Palm/Passion Sunday; 10 April 2022; Sunday of the Passion C (RCL); Luke 19:28-40; Isaiah 50:4-9a; Psalm 31:9-6; Philippians 2:5-11; Luke 22:14 – 23:56.

The readings for Palm/Passion Sunday always present the preacher with a challenge. Each of the Gospel writers’ Passion narrative has its own theological emphases, and there is too much reading to preach on it all. In fact, one is often tempted just to let the passion preach itself, and to add nothing. However, these readings always need some unpacking, and the unique circumstances of each year require interpretation.

This year, we are watching the horrific unfolding of a new war in Europe, and specifically, a war between two peoples who share a deep Christian bond, the patriarchate of Kiyv having evangelized the Russian people and established the patriarchate of Moscow. In light of this circumstance, I am struck by the last line of Luke’s passion reading for this Sunday. After the women prepare spices, “On the Sabbath, they rested according to the commandment.”

I think Luke has presented us with a profound irony here. This line clearly refers to the creation story, in which, after the work of creation, God surveyed all that God had created, including the human being (male and female) and saw that it was good, and rested on the Sabbath day. The women rest on the Sabbath day, knowing clearly that all that has come before is anything but good, in fact the pinnacle of human evil. After the fall, this is the human condition. Luke has presented us with exactly the inverse of the creation story.

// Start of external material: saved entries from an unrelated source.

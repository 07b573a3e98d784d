//! Local filesystem blob store.
//!
//! Blobs live under a root directory at their key (`{folder}/{file}/{name}`).
//! Retrieval URLs are `file://` URLs carrying an expiry and an
//! HMAC-SHA256 signature over the key and the expiry.

use std::path::{Component, Path, PathBuf};
use std::time::Duration;

use async_trait::async_trait;
use chrono::Utc;
use hmac::{Hmac, Mac};
use percent_encoding::{percent_decode_str, utf8_percent_encode, AsciiSet, NON_ALPHANUMERIC};
use sha2::Sha256;
use tokio::fs;
use tracing::debug;

use dataroom_core::domain::StoreError;
use dataroom_core::ports::IBlobStore;

use crate::StoreAdapterError;

type HmacSha256 = Hmac<Sha256>;

/// Characters left as-is in the key part of a signed URL
const KEY_ENCODE_SET: &AsciiSet = &NON_ALPHANUMERIC
    .remove(b'-')
    .remove(b'.')
    .remove(b'_')
    .remove(b'~')
    .remove(b'/');

/// Blob store over a local directory.
#[derive(Debug, Clone)]
pub struct FsBlobStore {
    /// Root directory for all stored blobs.
    root: PathBuf,
    /// HMAC key for URL signatures; empty when unset.
    secret: String,
}

impl FsBlobStore {
    /// Creates a blob store rooted at `root`, creating the directory.
    pub async fn new(root: &Path, signing_secret: Option<String>) -> Result<Self, StoreAdapterError> {
        fs::create_dir_all(root).await.map_err(|e| {
            StoreAdapterError::BlobRoot(format!("Failed to create blob root {}: {}", root.display(), e))
        })?;
        Ok(Self {
            root: root.to_path_buf(),
            secret: signing_secret.unwrap_or_default(),
        })
    }

    pub fn root(&self) -> &Path {
        &self.root
    }

    /// Resolves `key` inside the root, rejecting keys that would escape it.
    fn resolve(&self, key: &str) -> Result<PathBuf, StoreError> {
        let relative = Path::new(key.trim_start_matches('/'));
        let escapes = relative
            .components()
            .any(|c| !matches!(c, Component::Normal(_)));
        if key.trim().is_empty() || escapes {
            return Err(StoreError::Storage(format!("Invalid blob key: {key}")));
        }
        Ok(self.root.join(relative))
    }

    async fn ensure_parent(path: &Path) -> Result<(), StoreError> {
        if let Some(parent) = path.parent() {
            fs::create_dir_all(parent).await.map_err(|e| {
                StoreError::Storage(format!("Failed to create directory {}: {}", parent.display(), e))
            })?;
        }
        Ok(())
    }

    fn mac(&self, key: &str, expires: i64) -> Result<HmacSha256, StoreError> {
        let mut mac = HmacSha256::new_from_slice(self.secret.as_bytes())
            .map_err(|e| StoreError::Storage(format!("Invalid signing key: {e}")))?;
        mac.update(key.as_bytes());
        mac.update(b"\n");
        mac.update(expires.to_string().as_bytes());
        Ok(mac)
    }

    fn signature(&self, key: &str, expires: i64) -> Result<String, StoreError> {
        Ok(hex::encode(self.mac(key, expires)?.finalize().into_bytes()))
    }

    /// Checks a URL produced by [`IBlobStore::signed_url`] and returns the
    /// blob key it grants access to.
    ///
    /// Fails with `PermissionDenied` for a tampered or expired URL.
    pub fn verify_signed_url(&self, url: &str) -> Result<String, StoreError> {
        let invalid = || StoreError::PermissionDenied("Invalid signed URL".to_string());

        let prefix = format!("file://{}/", self.root.display());
        let rest = url.strip_prefix(&prefix).ok_or_else(invalid)?;
        let (encoded_key, query) = rest.split_once('?').ok_or_else(invalid)?;
        let key = percent_decode_str(encoded_key)
            .decode_utf8()
            .map_err(|_| invalid())?
            .into_owned();

        let mut expires = None;
        let mut signature = None;
        for pair in query.split('&') {
            match pair.split_once('=') {
                Some(("expires", v)) => expires = v.parse::<i64>().ok(),
                Some(("signature", v)) => signature = Some(v),
                _ => {}
            }
        }
        let (expires, signature) = expires.zip(signature).ok_or_else(invalid)?;
        let signature = hex::decode(signature).map_err(|_| invalid())?;

        self.mac(&key, expires)?
            .verify_slice(&signature)
            .map_err(|_| invalid())?;
        if Utc::now().timestamp() > expires {
            return Err(StoreError::PermissionDenied("Signed URL expired".to_string()));
        }
        Ok(key)
    }
}

fn io_error(action: &str, key: &str, e: std::io::Error) -> StoreError {
    if e.kind() == std::io::ErrorKind::NotFound {
        StoreError::NotFound(format!("Blob not found: {key}"))
    } else {
        StoreError::Storage(format!("Failed to {action} {key}: {e}"))
    }
}

#[async_trait]
impl IBlobStore for FsBlobStore {
    async fn put(&self, key: &str, data: &[u8]) -> Result<(), StoreError> {
        let path = self.resolve(key)?;
        Self::ensure_parent(&path).await?;
        fs::write(&path, data).await.map_err(|e| io_error("write", key, e))?;
        debug!(key, bytes = data.len(), "Wrote blob");
        Ok(())
    }

    async fn get(&self, key: &str) -> Result<Vec<u8>, StoreError> {
        let path = self.resolve(key)?;
        fs::read(&path).await.map_err(|e| io_error("read", key, e))
    }

    async fn copy(&self, from: &str, to: &str) -> Result<(), StoreError> {
        let from_path = self.resolve(from)?;
        let to_path = self.resolve(to)?;
        Self::ensure_parent(&to_path).await?;
        fs::copy(&from_path, &to_path)
            .await
            .map_err(|e| io_error("copy", from, e))?;
        debug!(from, to, "Copied blob");
        Ok(())
    }

    async fn delete(&self, key: &str) -> Result<(), StoreError> {
        let path = self.resolve(key)?;
        match fs::remove_file(&path).await {
            Ok(()) => {
                debug!(key, "Deleted blob");
                Ok(())
            }
            // Already gone: deleting is idempotent.
            Err(e) if e.kind() == std::io::ErrorKind::NotFound => Ok(()),
            Err(e) => Err(StoreError::Storage(format!("Failed to delete {key}: {e}"))),
        }
    }

    async fn signed_url(&self, key: &str, ttl: Duration) -> Result<String, StoreError> {
        let path = self.resolve(key)?;
        if !fs::try_exists(&path).await.unwrap_or(false) {
            return Err(StoreError::NotFound(format!("Blob not found: {key}")));
        }
        let ttl_secs = i64::try_from(ttl.as_secs()).unwrap_or(i64::MAX);
        let expires = Utc::now().timestamp().saturating_add(ttl_secs);
        Ok(format!(
            "file://{}/{}?expires={}&signature={}",
            self.root.display(),
            utf8_percent_encode(key, KEY_ENCODE_SET),
            expires,
            self.signature(key, expires)?
        ))
    }
}

#[cfg(test)]
mod tests {
    use super::*;

    async fn store(dir: &tempfile::TempDir) -> FsBlobStore {
        FsBlobStore::new(dir.path(), Some("s3cret".to_string())).await.unwrap()
    }

    #[tokio::test]
    async fn test_put_get_delete() {
        let dir = tempfile::tempdir().unwrap();
        let blobs = store(&dir).await;

        blobs.put("f1/x1/report.pdf", b"hello").await.unwrap();
        assert_eq!(blobs.get("f1/x1/report.pdf").await.unwrap(), b"hello");

        blobs.delete("f1/x1/report.pdf").await.unwrap();
        assert!(matches!(
            blobs.get("f1/x1/report.pdf").await,
            Err(StoreError::NotFound(_))
        ));
        // Second delete is a no-op.
        blobs.delete("f1/x1/report.pdf").await.unwrap();
    }

    #[tokio::test]
    async fn test_copy_keeps_source() {
        let dir = tempfile::tempdir().unwrap();
        let blobs = store(&dir).await;

        blobs.put("a/b/old.txt", b"content").await.unwrap();
        blobs.copy("a/b/old.txt", "a/b/new.txt").await.unwrap();
        assert_eq!(blobs.get("a/b/new.txt").await.unwrap(), b"content");
        assert_eq!(blobs.get("a/b/old.txt").await.unwrap(), b"content");
    }

    #[tokio::test]
    async fn test_copy_missing_source_fails() {
        let dir = tempfile::tempdir().unwrap();
        let blobs = store(&dir).await;
        assert!(blobs.copy("nope/x", "a/y").await.is_err());
    }

    #[tokio::test]
    async fn test_rejects_escaping_keys() {
        let dir = tempfile::tempdir().unwrap();
        let blobs = store(&dir).await;
        assert!(matches!(
            blobs.put("../outside.txt", b"x").await,
            Err(StoreError::Storage(_))
        ));
        assert!(blobs.get("").await.is_err());
    }

    #[tokio::test]
    async fn test_signed_url_roundtrip() {
        let dir = tempfile::tempdir().unwrap();
        let blobs = store(&dir).await;
        blobs.put("f/x/Q3 deck (final).pdf", b"deck").await.unwrap();

        let url = blobs
            .signed_url("f/x/Q3 deck (final).pdf", Duration::from_secs(60))
            .await
            .unwrap();
        assert!(url.starts_with("file://"));
        assert!(url.contains("signature="));
        assert_eq!(blobs.verify_signed_url(&url).unwrap(), "f/x/Q3 deck (final).pdf");
    }

    #[tokio::test]
    async fn test_tampered_or_foreign_url_rejected() {
        let dir = tempfile::tempdir().unwrap();
        let blobs = store(&dir).await;
        blobs.put("f/x/a.txt", b"a").await.unwrap();
        blobs.put("f/x/b.txt", b"b").await.unwrap();

        let url = blobs.signed_url("f/x/a.txt", Duration::from_secs(60)).await.unwrap();
        let tampered = url.replace("a.txt", "b.txt");
        assert!(blobs.verify_signed_url(&tampered).is_err());

        let other = FsBlobStore::new(dir.path(), Some("different".to_string())).await.unwrap();
        assert!(other.verify_signed_url(&url).is_err());
    }

    #[tokio::test]
    async fn test_expired_url_rejected() {
        let dir = tempfile::tempdir().unwrap();
        let blobs = store(&dir).await;
        blobs.put("f/x/a.txt", b"a").await.unwrap();

        let expires = Utc::now().timestamp() - 10;
        let url = format!(
            "file://{}/f/x/a.txt?expires={}&signature={}",
            dir.path().display(),
            expires,
            blobs.signature("f/x/a.txt", expires).unwrap()
        );
        assert!(matches!(
            blobs.verify_signed_url(&url),
            Err(StoreError::PermissionDenied(msg)) if msg.contains("expired")
        ));
    }

    #[tokio::test]
    async fn test_signed_url_for_missing_blob() {
        let dir = tempfile::tempdir().unwrap();
        let blobs = store(&dir).await;
        assert!(matches!(
            blobs.signed_url("f/x/missing", Duration::from_secs(1)).await,
            Err(StoreError::NotFound(_))
        ));
    }

    #[tokio::test]
    async fn test_extended_expiry_rejected() {
        let dir = tempfile::tempdir().unwrap();
        let blobs = store(&dir).await;
        blobs.put("f/x/a.txt", b"a").await.unwrap();

        let url = blobs.signed_url("f/x/a.txt", Duration::from_secs(60)).await.unwrap();
        let (head, tail) = url.split_once("expires=").unwrap();
        let (_, signature) = tail.split_once('&').unwrap();
        let extended = format!("{head}expires={}&{signature}", Utc::now().timestamp() + 86_400);
        assert!(matches!(
            blobs.verify_signed_url(&extended),
            Err(StoreError::PermissionDenied(msg)) if msg.contains("Invalid")
        ));
    }

    #[tokio::test]
    async fn test_key_is_percent_encoded() {
        let dir = tempfile::tempdir().unwrap();
        let blobs = store(&dir).await;
        blobs.put("f/x/a b (1).pdf", b"a").await.unwrap();

        let url = blobs.signed_url("f/x/a b (1).pdf", Duration::from_secs(60)).await.unwrap();
        assert!(url.contains("/f/x/a%20b%20%281%29.pdf?"));
        assert!(blobs.verify_signed_url(&url.replace("signature=", "signature=zz")).is_err());
    }
}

Of course, we know what happens on the first day of the new week — creation is restored by the resurrection of Jesus. If what has passed before the Sabbath is evil, the first day of the week is the vindication of God’s goodness.

I think there is a connection here also to the reading from Philippians. Paul quotes a hymn in which Jesus does not count equality with God as a prize to be won, but emptied himself, taking the form of a slave. God created the human being (male and female) in the image and likeness of God — as a gift. Humanity grasped at that equality, taking the fruit of the tree of the knowledge of good and evil in order to be like God. The crucifixion is the result of that hubris on the part of humanity, and of the humility on the part of God.

Ukraine is the result of the hubris on humanity’s part, and shares in the human evil that crucified the Incarnate Word. Like the women in Luke’s story, our part is to rest on the Sabbath and do the work of grief and repentance, preparing the spices for embalming the Body of Christ, so that when the first day of the new week arrives, we can rejoice in the resurrection of that Body.